Ayudar a los demás, respeto a otras personas, tolerancia, estar abierto a otras ideas, cuidado del medio ambiente… Pero ¿cómo podemos enseñar a nuestros hijos estos valores? Es un trabajo duro pero gratificante; aparentemente, resulta más cómodo mimarlos con cosas materiales: darles más dinero, comprarles ropa que no necesita, ordenar su cuarto en lugar de exigirles que lo hagan ellos.   Hay dos tipos de padres que tienen problemas con la educación de sus hijos: los que permiten todo y los que prohíben todo. Peores consecuencias todavía causan los padres que muestran cambios bruscos entre permisividad y autoritarismo, ya que sus hijos nunca saben lo que esperan de ellos.

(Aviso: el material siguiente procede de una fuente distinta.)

//! Tolerant field decoders for backend payloads.
//!
//! The API serializes Django `DecimalField`s as strings, counters as numbers or
//! strings depending on the endpoint, and leaves many fields `null`. These
//! helpers absorb those variations so the typed models never need to.

use rust_decimal::Decimal;
use serde::{Deserialize, Deserializer};
use serde_json::Value;
use std::str::FromStr;
use tracing::debug;

/// Parse a decimal out of a JSON number or numeric string.
#[must_use]
pub fn decimal_from_value(value: &Value) -> Option<Decimal> {
    match value {
        Value::Number(number) => parse_decimal(&number.to_string()),
        Value::String(text) => {
            let parsed = parse_decimal(text);
            if parsed.is_none() && !text.trim().is_empty() {
                debug!(value = %text, "unparseable decimal treated as absent");
            }
            parsed
        }
        _ => None,
    }
}

/// Parse a decimal from free text, accepting plain and scientific notation.
#[must_use]
pub fn parse_decimal(text: &str) -> Option<Decimal> {
    let trimmed = text.trim();
    if trimmed.is_empty() {
        return None;
    }
    Decimal::from_str(trimmed)
        .or_else(|_| Decimal::from_scientific(trimmed))
        .ok()
}

/// Decode an optional decimal from a number, numeric string or `null`.
///
/// # Errors
/// Only fails when the underlying deserializer cannot produce a JSON value.
pub fn decimal<'de, D>(deserializer: D) -> Result<Option<Decimal>, D::Error>
where
    D: Deserializer<'de>,
{
    let value = Option::<Value>::deserialize(deserializer)?;
    Ok(value.as_ref().and_then(decimal_from_value))
}

/// Decode a decimal, substituting zero for anything unusable.
///
/// # Errors
/// Only fails when the underlying deserializer cannot produce a JSON value.
pub fn decimal_or_zero<'de, D>(deserializer: D) -> Result<Decimal, D::Error>
where
    D: Deserializer<'de>,
{
    Ok(decimal(deserializer)?.unwrap_or_default())
}

/// Decode an optional float from a number or numeric string.
///
/// # Errors
/// Only fails when the underlying deserializer cannot produce a JSON value.
pub fn float<'de, D>(deserializer: D) -> Result<Option<f64>, D::Error>
where
    D: Deserializer<'de>,
{
    let value = Option::<Value>::deserialize(deserializer)?;
    Ok(match value {
        Some(Value::Number(number)) => number.as_f64(),
        Some(Value::String(text)) => text.trim().parse().ok(),
        _ => None,
    })
}

/// Decode a count, treating missing or malformed values as zero.
///
/// # Errors
/// Only fails when the underlying deserializer cannot produce a JSON value.
pub fn count<'de, D>(deserializer: D) -> Result<u64, D::Error>
where
    D: Deserializer<'de>,
{
    let value = Option::<Value>::deserialize(deserializer)?;
    Ok(match value {
        Some(Value::Number(number)) => number
            .as_u64()
            .or_else(|| number.as_f64().map(|f| {
                #[allow(clippy::cast_possible_truncation, clippy::cast_sign_loss)]
                let rounded = f.max(0.0).round() as u64;
                rounded
            }))
            .unwrap_or_default(),
        Some(Value::String(text)) => text.trim().parse().unwrap_or_else(|_| {
            debug!(value = %text, "malformed count treated as zero");
            0
        }),
        _ => 0,
    })
}

/// Decode an optional 0–100 percentage, clamping out-of-range values.
///
/// # Errors
/// Only fails when the underlying deserializer cannot produce a JSON value.
pub fn percent<'de, D>(deserializer: D) -> Result<Option<u8>, D::Error>
where
    D: Deserializer<'de>,
{
    Ok(float(deserializer)?.map(|value| {
        #[allow(clippy::cast_possible_truncation, clippy::cast_sign_loss)]
        let clamped = value.clamp(0.0, 100.0).round() as u8;
        clamped
    }))
}

/// Decode an identifier that may arrive as an integer or a string.
///
/// # Errors
/// Only fails when the underlying deserializer cannot produce a JSON value.
pub fn id<'de, D>(deserializer: D) -> Result<String, D::Error>
where
    D: Deserializer<'de>,
{
    Ok(opt_id(deserializer)?.unwrap_or_default())
}

/// Optional variant of [`id`].
///
/// # Errors
/// Only fails when the underlying deserializer cannot produce a JSON value.
pub fn opt_id<'de, D>(deserializer: D) -> Result<Option<String>, D::Error>
where
    D: Deserializer<'de>,
{
    let value = Option::<Value>::deserialize(deserializer)?;
    Ok(match value {
        Some(Value::String(text)) if !text.is_empty() => Some(text),
        Some(Value::Number(number)) => Some(number.to_string()),
        _ => None,
    })
}

/// Decode a string, mapping `null` to empty.
///
/// # Errors
/// Only fails when the underlying deserializer cannot produce a JSON value.
pub fn string<'de, D>(deserializer: D) -> Result<String, D::Error>
where
    D: Deserializer<'de>,
{
    let value = Option::<Value>::deserialize(deserializer)?;
    Ok(match value {
        Some(Value::String(text)) => text,
        Some(Value::Number(number)) => number.to_string(),
        Some(Value::Bool(flag)) => flag.to_string(),
        _ => String::new(),
    })
}

/// Decode a boolean, mapping `null` to `false`.
///
/// # Errors
/// Only fails when the underlying deserializer cannot produce a JSON value.
pub fn flag<'de, D>(deserializer: D) -> Result<bool, D::Error>
where
    D: Deserializer<'de>,
{
    let value = Option::<Value>::deserialize(deserializer)?;
    Ok(match value {
        Some(Value::Bool(flag)) => flag,
        Some(Value::Number(number)) => number.as_i64().is_some_and(|n| n != 0),
        Some(Value::String(text)) => matches!(text.as_str(), "true" | "True" | "1"),
        _ => false,
    })
}

/// Decode any value, substituting `T::default()` for `null` or a mismatched shape.
///
/// # Errors
/// Only fails when the underlying deserializer cannot produce a JSON value.
pub fn or_default<'de, D, T>(deserializer: D) -> Result<T, D::Error>
where
    D: Deserializer<'de>,
    T: serde::de::DeserializeOwned + Default,
{
    let value = Option::<Value>::deserialize(deserializer)?;
    Ok(value
        .and_then(|value| {
            serde_json::from_value(value)
                .inspect_err(|err| debug!("unexpected shape replaced by default: {err}"))
                .ok()
        })
        .unwrap_or_default())
}

/// Decode a list, mapping `null` to empty.
///
/// # Errors
/// Fails when a list element does not match `T`.
pub fn list<'de, D, T>(deserializer: D) -> Result<Vec<T>, D::Error>
where
    D: Deserializer<'de>,
    T: Deserialize<'de>,
{
    Ok(Option::<Vec<T>>::deserialize(deserializer)?.unwrap_or_default())
}

#[cfg(test)]
mod tests {
    use super::*;
    use serde::Deserialize;
    use serde_json::json;

    #[derive(Debug, Deserialize)]
    struct Sample {
        #[serde(default, deserialize_with = "decimal")]
        amount: Option<Decimal>,
        #[serde(default, deserialize_with = "count")]
        total: u64,
        #[serde(default, deserialize_with = "id")]
        id: String,
        #[serde(default, deserialize_with = "flag")]
        active: bool,
        #[serde(default, deserialize_with = "string")]
        label: String,
    }

    /// Decimal strings and numbers decode to the same value
    #[test]
    fn test_decimal_string_and_number() {
        let from_text: Sample = serde_json::from_value(json!({"amount": "1234.50"})).unwrap();
        let from_number: Sample = serde_json::from_value(json!({"amount": 1234.5})).unwrap();
        assert_eq!(from_text.amount, Some(Decimal::new(123_450, 2)));
        assert_eq!(from_text.amount, from_number.amount);
    }

    /// Null and garbage decode to defaults instead of failing
    #[test]
    fn test_nulls_and_garbage() {
        let sample: Sample = serde_json::from_value(json!({
            "amount": null,
            "total": "abc",
            "id": null,
            "active": null,
            "label": null
        }))
        .unwrap();
        assert_eq!(sample.amount, None);
        assert_eq!(sample.total, 0);
        assert!(sample.id.is_empty());
        assert!(!sample.active);
        assert!(sample.label.is_empty());
    }

    /// Numeric ids are stringified
    #[test]
    fn test_numeric_id() {
        let sample: Sample = serde_json::from_value(json!({"id": 42, "total": 7.0})).unwrap();
        assert_eq!(sample.id, "42");
        assert_eq!(sample.total, 7);
    }

    /// Missing fields fall back to defaults
    #[test]
    fn test_missing_fields() {
        let sample: Sample = serde_json::from_value(json!({})).unwrap();
        assert_eq!(sample.amount, None);
        assert_eq!(sample.total, 0);
    }

    #[test]
    fn test_parse_decimal_scientific() {
        assert_eq!(parse_decimal("1e3"), Some(Decimal::from(1000)));
        assert_eq!(parse_decimal("  "), None);
        assert_eq!(parse_decimal("KES"), None);
    }
}
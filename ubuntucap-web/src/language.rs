use std::collections::HashMap;

/// Information about a supported language
#[derive(Debug, PartialEq, Eq, Clone)]
pub struct LanguageInfo {
    pub code: &'static str,
    pub flag: &'static str,
    pub translation: &'static str,
    pub native_name: &'static str,
}

/// Language shown before the user picks one.
pub const DEFAULT_LANGUAGE: &str = "en";

/// Get information about a supported language
pub fn get_language_info(code: &str) -> Option<LanguageInfo> {
    supported_languages().get(code).cloned()
}

/// Get a map of supported languages
pub fn supported_languages() -> HashMap<&'static str, LanguageInfo> {
    HashMap::from([
        (
            "en",
            LanguageInfo {
                code: "en",
                flag: "🇬🇧",
                translation: include_str!("../translations/en.json"),
                native_name: "English",
            },
        ),
        (
            "sw",
            LanguageInfo {
                code: "sw",
                flag: "🇰🇪",
                translation: include_str!("../translations/sw.json"),
                native_name: "Kiswahili",
            },
        ),
    ])
}

#[cfg(test)]
mod tests {
    use super::*;
    use crate::routes::Route;
    use strum::IntoEnumIterator;

    fn lookup<'a>(document: &'a serde_json::Value, key: &str) -> Option<&'a str> {
        key.split('.')
            .try_fold(document, |node, part| node.get(part))
            .and_then(serde_json::Value::as_str)
    }

    /// Tests every translation parses and names every route
    #[test]
    fn test_translations_cover_routes() {
        for info in supported_languages().values() {
            let document: serde_json::Value =
                serde_json::from_str(info.translation).expect("translation is JSON");
            for route in Route::iter() {
                assert!(
                    lookup(&document, route.title_key()).is_some(),
                    "{} is missing {}",
                    info.code,
                    route.title_key()
                );
            }
            assert!(lookup(&document, "app.title").is_some());
        }
    }

    /// Tests every language can describe each score factor and tip
    #[test]
    fn test_translations_cover_score_breakdown() {
        use shared::models::{ImprovementTip, ScoreFactor, improvement_tips, score_factors};

        for info in supported_languages().values() {
            let document: serde_json::Value =
                serde_json::from_str(info.translation).expect("translation is JSON");
            let mut keys: Vec<String> = ScoreFactor::iter()
                .flat_map(|factor| {
                    [
                        format!("credit.factors.{factor}.name"),
                        format!("credit.factors.{factor}.description"),
                    ]
                })
                .chain(ImprovementTip::iter().map(|tip| format!("credit.tips.{tip}")))
                .collect();
            for score in [30.0, 68.0, 90.0] {
                keys.extend(score_factors(score).into_iter().flat_map(|rating| {
                    [
                        format!("credit.impact.{}", rating.impact),
                        format!("credit.status.{}", rating.status),
                    ]
                }));
                assert!(!improvement_tips(score).is_empty());
            }
            for key in keys {
                assert!(lookup(&document, &key).is_some(), "{} is missing {key}", info.code);
            }
        }
    }

    #[test]
    fn test_default_language_is_supported() {
        assert_eq!(
            get_language_info(DEFAULT_LANGUAGE).map(|info| info.native_name),
            Some("English")
        );
        assert!(get_language_info("xx").is_none());
    }
}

Algunos consejos que os pueden ayudar a mejorar la relación con vuestros hijos pueden ser los siguientes:

  • Los niños necesitan límites, pero también cariño. Un alto porcentaje de los adolescentes sienten que sus padres no se interesan por ellos. También necesitan límites claros, de lo contrario probarán continuamente hasta donde pueden llegar, mostrando un comportamiento inadecuado.

 

  • Debes procurar tener una buena relación con tu hijo, lo que facilita que este acepte la crítica de una conducta inaceptable. Ser firme pero justo, es ser flexible evitando los extremos de ser demasiado severo o blando. Si queremos que nuestros hijos nos traten con respeto tenemos que tratarlos de la misma manera.
  • Valora los esfuerzos del niño. No esperes un comportamiento perfecto. Si eres demasiado exigente nunca estarás satisfecho y esto desanima al niño; así pierde las ganas de seguir esforzándose.

 

  • ¿Cuándo tenemos que dar un premio? Cuando queremos que nuestro hijo adquiera un hábito, al principio tenemos que darle el premio (no tiene porque ser algo material) siempre que lo hace bien. Cuanto más tiempo hay entre el comportamiento y la recompensa o castigo, menor será su efecto.
  • Planea de antemano y dile al niño lo que esperas que haga y asegúrate de que tu hijo lo entiende y está conforme.